By Joel Thurtell
Rather than heaping insults on billionaire Matty Moroun, we should be grateful to him.
We should name Matty “Educator of the Year.”
Who else but Matty has demonstrated so clearly how corrupt and venal our political system has become?
It took a man with deep, deep pockets and no moral scruples — this is Matty — to teach us how public policy can be perverted to serve the interest of one greedy family, the Morouns of Grosse Pointe.
By now, most sentient beings are aware that a committee of the Michigan Senate voted 3-2 with two abstentions to deep-six a proposal for a long-needed new bridge linking the United States and Canada at Detroit.
We all know that the Moroun family owns the only bridge that allows truck traffic between the US and Canada. To protect their lucrative monopoly from competition, the Morouns deployed public relations specialists and millions of dollars in “donations” to members of both houses of Michigan’s Legislature.
Six of the seven members of the Senate Economic Development Committee took “contributions” from Matty.
Far be it from me to call these gifts “bribes.”
Why, under Michigan law, the packets of money were perfectly legal.
The people who took money from Matty were the people who had the power to promote or block the New International Trade Crossing.
Legislators who swore oaths to uphold state laws.
There was a time when Matty could pull strings in the dark.

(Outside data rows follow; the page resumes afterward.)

//! Identifiers shared across the haruki crates

use serde::{Deserialize, Serialize};
use std::fmt;
use uuid::Uuid;

/// The chat user a wizard session belongs to.
///
/// Handed over by the bridge as-is; nothing here authenticates it.
#[derive(Debug, Clone, PartialEq, Eq, Hash, Serialize, Deserialize)]
pub struct OwnerKey(String);

impl OwnerKey {
    pub fn new(id: impl Into<String>) -> Self {
        Self(id.into())
    }

    pub fn as_str(&self) -> &str {
        &self.0
    }
}

impl fmt::Display for OwnerKey {
    fn fmt(&self, f: &mut fmt::Formatter<'_>) -> fmt::Result {
        f.write_str(&self.0)
    }
}

impl From<&str> for OwnerKey {
    fn from(id: &str) -> Self {
        Self::new(id)
    }
}

impl From<String> for OwnerKey {
    fn from(id: String) -> Self {
        Self(id)
    }
}

macro_rules! random_id {
    ($(#[$meta:meta])* $name:ident) => {
        $(#[$meta])*
        #[derive(Debug, Clone, PartialEq, Eq, Hash, Serialize, Deserialize)]
        pub struct $name(Uuid);

        impl $name {
            pub fn new() -> Self {
                Self(Uuid::new_v4())
            }
        }

        impl Default for $name {
            fn default() -> Self {
                Self::new()
            }
        }

        impl fmt::Display for $name {
            fn fmt(&self, f: &mut fmt::Formatter<'_>) -> fmt::Result {
                self.0.fmt(f)
            }
        }
    };
}

random_id! {
    /// One incarnation of a wizard session. A fresh invocation by the same
    /// owner gets a new id, so a stale expiry watcher can tell it is stale.
    SessionId
}

random_id! {
    /// A connected bridge on the IPC socket
    ClientId
}

#[cfg(test)]
mod tests {
    use super::*;

    #[test]
    fn owner_keys_compare_by_value() {
        assert_eq!(OwnerKey::new("1001"), OwnerKey::from("1001"));
        assert_eq!(OwnerKey::from(String::from("1001")).as_str(), "1001");
        assert_ne!(OwnerKey::new("1001"), OwnerKey::new("1002"));
        assert_eq!(OwnerKey::new("1001").to_string(), "1001");
    }

    #[test]
    fn fresh_ids_differ() {
        assert_ne!(SessionId::new(), SessionId::new());
        assert_ne!(ClientId::new(), ClientId::default());
    }

    #[test]
    fn owner_key_is_a_bare_json_string() {
        let json = serde_json::to_string(&OwnerKey::new("424242")).unwrap();
        assert_eq!(json, "\"424242\"");
        let back: OwnerKey = serde_json::from_str(&json).unwrap();
        assert_eq!(back.as_str(), "424242");
    }
}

After 9/11, using the terrorist attack on the World Trade Center in Manhattan as a pretext, Matty stole a section of a city of Detroit park that he needed as part of the U.S. site for his planned “twin” bridge to replace the old and decrepit Ambassador. For years, that theft remained unreported, and in fact to this day it remains unreported by Detroit’s mainline newspapers.
Early this year, the new Republican governor, Rick Snyder, announced that building the new bridge was a top priority for his administration.
That got everybody’s attention.
Matty heard the governor loud and clear.
But now, with the governor pushing the bridge and the Legislature reacting, Matty’s shenanigans — hiring super-flack Dick Morris, showering large amounts of money on legislators and inundating media with tsunamis full of lies — the bridge became a hot story. It was hard to ignore the crassness and megalomaniac egotism of Matty’s behavior.
His mantra was simple: “Billionaires have it their way.”
It worked.
Sort of.
By proving that money talks louder than truth, Matty also taught a powerful lesson: Money corrupts, and absolute money corrupts absolutely.
When you are a billionaire whose resources dwarf those of the state and its elected governor, and when you buy off a large portion of the people elected to look after the public welfare, and when you do your corrupting in full view, you have suddenly bcome, unwittingly, a Professor of Venality.
You have taught us a powerful lesson, Matty.
You, Matty Moroun, are bigger than the state.
You, the Titan of the Bridge, have bested the governor.
Your problem now, Matty, is that it would have been better if you had not made it so obvious how fully you were corrupting our government.
The good old days when you could padlock a public boat launch and seize part of a city park without anyone knowing it are over.
Professor Matty, you have taught us a powerful lesson.
You have shown how completely you and your bully-boy big bucks can subvert the common good.
Now, those of us who have been your rapt though unwilling students must ask ourselves a question:
What are we going to do with the knowledge you have given to us?